Archive for May, 2008
Between now and November 4th, we in the U.S. will be caught up in the sea of political rhetoric surrounding the election of the next President of the United States. But it is important we all look beyond the mud that will be slung and the various claims that are being made to the long term impact the next President will likely have on this country for perhaps twenty years after he/she leaves office.
It is important to consider whether or not we should get out of Iraq; if we decide to leave, who can get us out most quickly; who can best fix the economic mess that will be left by the Bush Administration; and who can best help solve the emerging worldwide food crisis. But, relatively speaking, these are all largely short-term agenda items that will resolve themselves one way or another over the next eight years.
Equally, or perhaps even more, important, and something you will not hear preached from the campaign stump, is the long-term impact the next President will have by his or her appointments to the Supreme Court. Consider, if you will, the following table of the current members of the Court:
| Name | Age* | Years on the Court* | Constitutional Leaning |
| John G. Roberts, Jr. | 53 | 3 | Conservative |
| John Paul Stevens | 88 | 33 | Moderate |
| Antonin Scalia | 72 | 23 | Conservative |
| Anthony M. Kennedy | 72 | 20 | Conservative |
| David H. Souter | 69 | 18 | Moderate |
| Clarence Thomas | 60 | 17 | Conservative |
| Ruth Bader Ginsberg | 75 | 15 | Liberal |
| Stephen G. Breyer | 70 | 14 | Liberal |
| Samuel A. Alito, Jr. | 58 | 2 | Conservative |
* - As of the beginning of the Court’s 2008-2009 session.
In the decade preceding the death of Chief Justice William Rehnquist in September 2005 and the retirement of Sandra Day O’Connor in January 2006, the Court had pretty consistently managed to find a centrist view that reflected the will of the American people.

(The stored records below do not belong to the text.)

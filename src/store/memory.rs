//! In-memory session store.

use super::SessionStore;
use crate::models::{ChecklistItem, DraftItem, SessionId, StatusUpdate};
use crate::{Error, Result};
use chrono::{DateTime, Utc};
use parking_lot::{Mutex, RwLock};
use std::collections::HashMap;
use std::collections::hash_map::Entry;
use std::sync::Arc;

const ITEM_NOT_FOUND: &str = "Checklist item not found in this session.";

/// A stored session and its bookkeeping timestamps.
#[derive(Debug)]
struct SessionEntry {
    items: Vec<ChecklistItem>,
    created_at: DateTime<Utc>,
    updated_at: DateTime<Utc>,
}

/// Process-lifetime session table.
///
/// The map lock is only held long enough to find a session; each session
/// then has its own mutex, so updates to different sessions never contend
/// and concurrent updates to the same session are serialized.
#[derive(Debug, Default)]
pub struct MemorySessionStore {
    sessions: RwLock<HashMap<SessionId, Arc<Mutex<SessionEntry>>>>,
}

impl MemorySessionStore {
    pub fn new() -> Self {
        Self::default()
    }

    fn entry(&self, session_id: &str) -> Result<Arc<Mutex<SessionEntry>>> {
        self.sessions
            .read()
            .get(session_id)
            .map(Arc::clone)
            .ok_or_else(|| Error::NotFound("Test session not found.".to_string()))
    }
}

impl SessionStore for MemorySessionStore {
    fn create(&self, items: Vec<DraftItem>) -> Result<SessionId> {
        if items.is_empty() {
            return Err(Error::Validation("Checklists are empty.".to_string()));
        }

        let now = Utc::now();
        let entry = SessionEntry {
            items: items.into_iter().map(ChecklistItem::from_draft).collect(),
            created_at: now,
            updated_at: now,
        };
        let count = entry.items.len();

        let mut sessions = self.sessions.write();
        let session_id = loop {
            let candidate = SessionId::generate();
            if let Entry::Vacant(slot) = sessions.entry(candidate.clone()) {
                slot.insert(Arc::new(Mutex::new(entry)));
                break candidate;
            }
        };

        tracing::info!(session_id = %session_id, items = count, "session created");
        Ok(session_id)
    }

    fn get(&self, session_id: &str) -> Result<Vec<ChecklistItem>> {
        let entry = self.entry(session_id)?;
        let entry = entry.lock();
        Ok(entry.items.clone())
    }

    fn item(&self, session_id: &str, item_id: &str) -> Result<ChecklistItem> {
        let entry = self.entry(session_id)?;
        let entry = entry.lock();
        entry
            .items
            .iter()
            .find(|item| item.id == item_id)
            .cloned()
            .ok_or_else(|| Error::NotFound(ITEM_NOT_FOUND.to_string()))
    }

    fn update_item(
        &self,
        session_id: &str,
        item_id: &str,
        update: &StatusUpdate,
    ) -> Result<ChecklistItem> {
        let entry = self.entry(session_id)?;
        let mut entry = entry.lock();

        let item = entry
            .items
            .iter_mut()
            .find(|item| item.id == item_id)
            .ok_or_else(|| {
                Error::NotFound(ITEM_NOT_FOUND.to_string())
            })?;
        item.apply(update);
        let updated = item.clone();
        entry.updated_at = Utc::now();

        tracing::info!(
            session_id,
            item_id,
            status = %updated.status,
            bug_id = ?updated.bug_id,
            session_age_secs = (entry.updated_at - entry.created_at).num_seconds(),
            "item status updated"
        );
        Ok(updated)
    }

    fn len(&self) -> usize {
        self.sessions.read().len()
    }
}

With Scalia and Thomas consistently holding to a strict “originalist” interpretation of the Constitution and Ginsberg and Breyer generally taking a “living Constitution” view when evaluating cases, it was often left to Rehnquist, Kennedy, Stevens, Souter and O’Connor to determine which way the Court would rule.

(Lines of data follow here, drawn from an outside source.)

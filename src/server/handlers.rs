//! Request handlers for the checklist and session endpoints.

use super::AppState;
use super::error::ApiError;
use crate::models::{DraftItem, ItemStatus, StatusUpdate};
use crate::{BUILD_TIMESTAMP, Error, GIT_COMMIT, VERSION};
use axum::Json;
use axum::extract::rejection::JsonRejection;
use axum::extract::{Path as AxumPath, State};
use serde::Deserialize;
use serde_json::{Value, json};

type ApiResult = Result<Json<Value>, ApiError>;

/// Request body for merging checklists
#[derive(Deserialize)]
pub struct MergeRequest {
    #[serde(default)]
    features: Vec<String>,
}

/// Request body for creating a session
#[derive(Deserialize)]
pub struct CreateSessionRequest {
    #[serde(default)]
    checklists: Vec<DraftItem>,
}

/// Request body for updating one item's status
#[derive(Deserialize)]
#[serde(rename_all = "camelCase")]
pub struct UpdateStatusRequest {
    #[serde(default)]
    checklist_item_id: String,
    status: String,
    #[serde(default)]
    bug_id: Option<String>,
}

/// Merge the checklists of the selected features
pub async fn merge_checklists(
    State(state): State<AppState>,
    body: Result<Json<MergeRequest>, JsonRejection>,
) -> ApiResult {
    let Json(request) = body?;
    let checklists = state.catalog.merge(&request.features)?;

    Ok(Json(json!({ "success": true, "checklists": checklists })))
}

/// List the features available in the catalog
pub async fn list_features(State(state): State<AppState>) -> ApiResult {
    let features = state.catalog.features()?;

    Ok(Json(json!({ "success": true, "features": features })))
}

/// Confirm a selection as a new test session
pub async fn create_session(
    State(state): State<AppState>,
    body: Result<Json<CreateSessionRequest>, JsonRejection>,
) -> ApiResult {
    let Json(request) = body?;
    let session_id = state.sessions.create(request.checklists)?;

    Ok(Json(json!({ "success": true, "sessionId": session_id })))
}

/// Get a session's items
pub async fn get_session(
    State(state): State<AppState>,
    AxumPath(session_id): AxumPath<String>,
) -> ApiResult {
    let items = state.sessions.get(&session_id)?;

    Ok(Json(json!({ "success": true, "testData": items })))
}

/// Update one item's status and bug reference
pub async fn update_item(
    State(state): State<AppState>,
    AxumPath(session_id): AxumPath<String>,
    body: Result<Json<UpdateStatusRequest>, JsonRejection>,
) -> ApiResult {
    let Json(request) = body?;
    state
        .sessions
        .item(&session_id, &request.checklist_item_id)?;
    let status = ItemStatus::parse(&request.status).ok_or_else(|| {
        Error::Validation(format!(
            "Invalid status: {} (expected Pending, Pass or Failed)",
            request.status
        ))
    })?;
    let update = StatusUpdate::new(status, request.bug_id);

    state
        .sessions
        .update_item(&session_id, &request.checklist_item_id, &update)?;

    Ok(Json(json!({ "success": true })))
}

/// Liveness and build info
pub async fn health(State(state): State<AppState>) -> Json<Value> {
    Json(json!({
        "success": true,
        "version": VERSION,
        "commit": GIT_COMMIT,
        "built": BUILD_TIMESTAMP,
        "sessions": state.sessions.len()
    }))
}

/// JSON 404 for unknown routes
pub async fn route_not_found() -> ApiError {
    ApiError(Error::NotFound("Route not found.".to_string()))
}
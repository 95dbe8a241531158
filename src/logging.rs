//! Structured logging setup.
//!
//! Events go to stderr (so JSON command output on stdout stays clean) in
//! either compact text or JSON lines. When a log file is configured, the
//! same events are also appended to it as JSON lines through a
//! non-blocking writer.
//!
//! `RUST_LOG` overrides the configured level when set.

use crate::config::{LogFormat, ResolvedConfig};
use crate::{Error, Result};
use std::path::Path;
use tracing_appender::non_blocking::WorkerGuard;
use tracing_subscriber::EnvFilter;
use tracing_subscriber::layer::SubscriberExt;
use tracing_subscriber::util::SubscriberInitExt;

/// Build the filter: `RUST_LOG` if set, else the configured level.
pub fn env_filter(default_level: &str) -> Result<EnvFilter> {
    match EnvFilter::try_from_default_env() {
        Ok(filter) => Ok(filter),
        Err(_) => EnvFilter::try_new(default_level)
            .map_err(|e| Error::Config(format!("invalid log level '{}': {}", default_level, e))),
    }
}

/// Install the global subscriber.
///
/// Returns the file writer's guard when file logging is enabled; keep it
/// alive until exit or buffered lines are lost.
pub fn init_logging(config: &ResolvedConfig) -> Result<Option<WorkerGuard>> {
    let filter = env_filter(&config.log_level.value)?;

    let (file_layer, guard) = match &config.log_file {
        Some(resolved) => {
            let (writer, guard) = file_writer(&resolved.value)?;
            let layer = tracing_subscriber::fmt::layer()
                .json()
                .with_writer(writer)
                .with_ansi(false)
                .with_target(true);
            (Some(layer), Some(guard))
        }
        None => (None, None),
    };

    let (text_layer, json_layer) = match config.log_format.value {
        LogFormat::Text => (
            Some(
                tracing_subscriber::fmt::layer()
                    .with_writer(std::io::stderr)
                    .with_target(false)
                    .compact(),
            ),
            None,
        ),
        LogFormat::Json => (
            None,
            Some(
                tracing_subscriber::fmt::layer()
                    .json()
                    .with_writer(std::io::stderr)
                    .with_target(true),
            ),
        ),
    };

    tracing_subscriber::registry()
        .with(filter)
        .with(text_layer)
        .with(json_layer)
        .with(file_layer)
        .try_init()
        .map_err(|e| Error::Other(format!("failed to install logger: {}", e)))?;

    Ok(guard)
}

fn file_writer(
    path: &Path,
) -> Result<(tracing_appender::non_blocking::NonBlocking, WorkerGuard)> {
    let dir = match path.parent() {
        Some(parent) if !parent.as_os_str().is_empty() => parent,
        _ => Path::new("."),
    };
    let file_name = path
        .file_name()
        .ok_or_else(|| Error::Config(format!("log-file is not a file path: {}", path.display())))?;
    std::fs::create_dir_all(dir)?;

    let appender = tracing_appender::rolling::never(dir, file_name);
    Ok(tracing_appender::non_blocking(appender))
}

/// Install a test-writer subscriber; safe to call from many tests.
pub fn init_test_logging() {
    let filter = EnvFilter::try_from_default_env().unwrap_or_else(|_| EnvFilter::new("warn"));
    let _ = tracing_subscriber::registry()
        .with(filter)
        .with(
            tracing_subscriber::fmt::layer()
                .with_target(false)
                .with_test_writer()
                .compact(),
        )
        .try_init();
}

In numerous cases, the conservatives Rehnquist and Kennedy sided with Scalia and Thomas, while Souter and Stevens came down on the Ginsberg-Breyer side of the question. Thus, for much of her time on the court, Sandra Day O’Connor had the deciding vote, which, arguably, made her the most powerful woman in the United States.
The Nation was fortunate to have O’Connor in that position. Her tendency toward the middle of the road and her belief that the Court should reflect the feelings of the majority of U.S. citizens allowed the Court to fend off the demands of largely conservative, evangelical forces that tried to push the Court to the right while, at the same time, avoiding an overreactive swing to the left that could have devastated the country.
Now, though, Rehnquist has been replaced by John Roberts, who has an even more conservative view than did Rehnquist, and O’Connor’s centrism has been replaced by the ultra-conservatism of Alito. The current make-up of the court does not bode well for resisting ultra-conservative causes. And with the election of a Republican President, the situation is likely to grow even worse.
Assume, for a moment, that the Republicans retain control of the White House for the next eight years. During that time, it is highly likely that at least two, and possibly three, of the Liberal/Moderate seats held by Stevens, Souter, Ginsberg and Breyer will be replaced by ultra-conservatives cut from the same cloth as Scalia, Thomas, Roberts and Alito. At the same time, the conservatives on the court stand to lose, at most, only Scalia or Kennedy, and a Republican President would replace either of those by another ultra-conservative Justice. In the case of Kennedy, this would move the Court even further to the right.
The resulting situation is that in the next two to six years, the Supreme Court could become a consistent 7 – 2, or even 8 – 1, Conservative majority, paving the way for implementation of the right wing, evangelical agenda. And this makeup could easily last for as long as twenty years.
Among the items on the Conservative agenda are:
- Overturn Roe v. Wade and again make abortion illegal throughout the land
- Speed up executions for those who receive death penalty sentences
- Allow expansion of the Executive Branch in accordance with Bush-Cheney doctrines, including unwarranted individual privacy invasions by the government, exemptions from information disclosure and suspension of habeas corpus in the name of National Security
- Continue to allow the inhuman treatment of foreign nationals in the name of National Security
- Pave the way for the return of (largely Christian) prayer into public schools
- Expansion of “faith-based initiatives,” a euphemism for government funding of evangelical religious activities
At the end of the day, we all need to ask ourselves whether any of the short-term issues being argued from the podiums of McCain, Clinton and Obama are really as important as the portent of twenty years of a Supreme Court that is so far to the right that no matter who is President, the shredding of individual liberties begun under Bush and Cheney is allowed to continue unabated.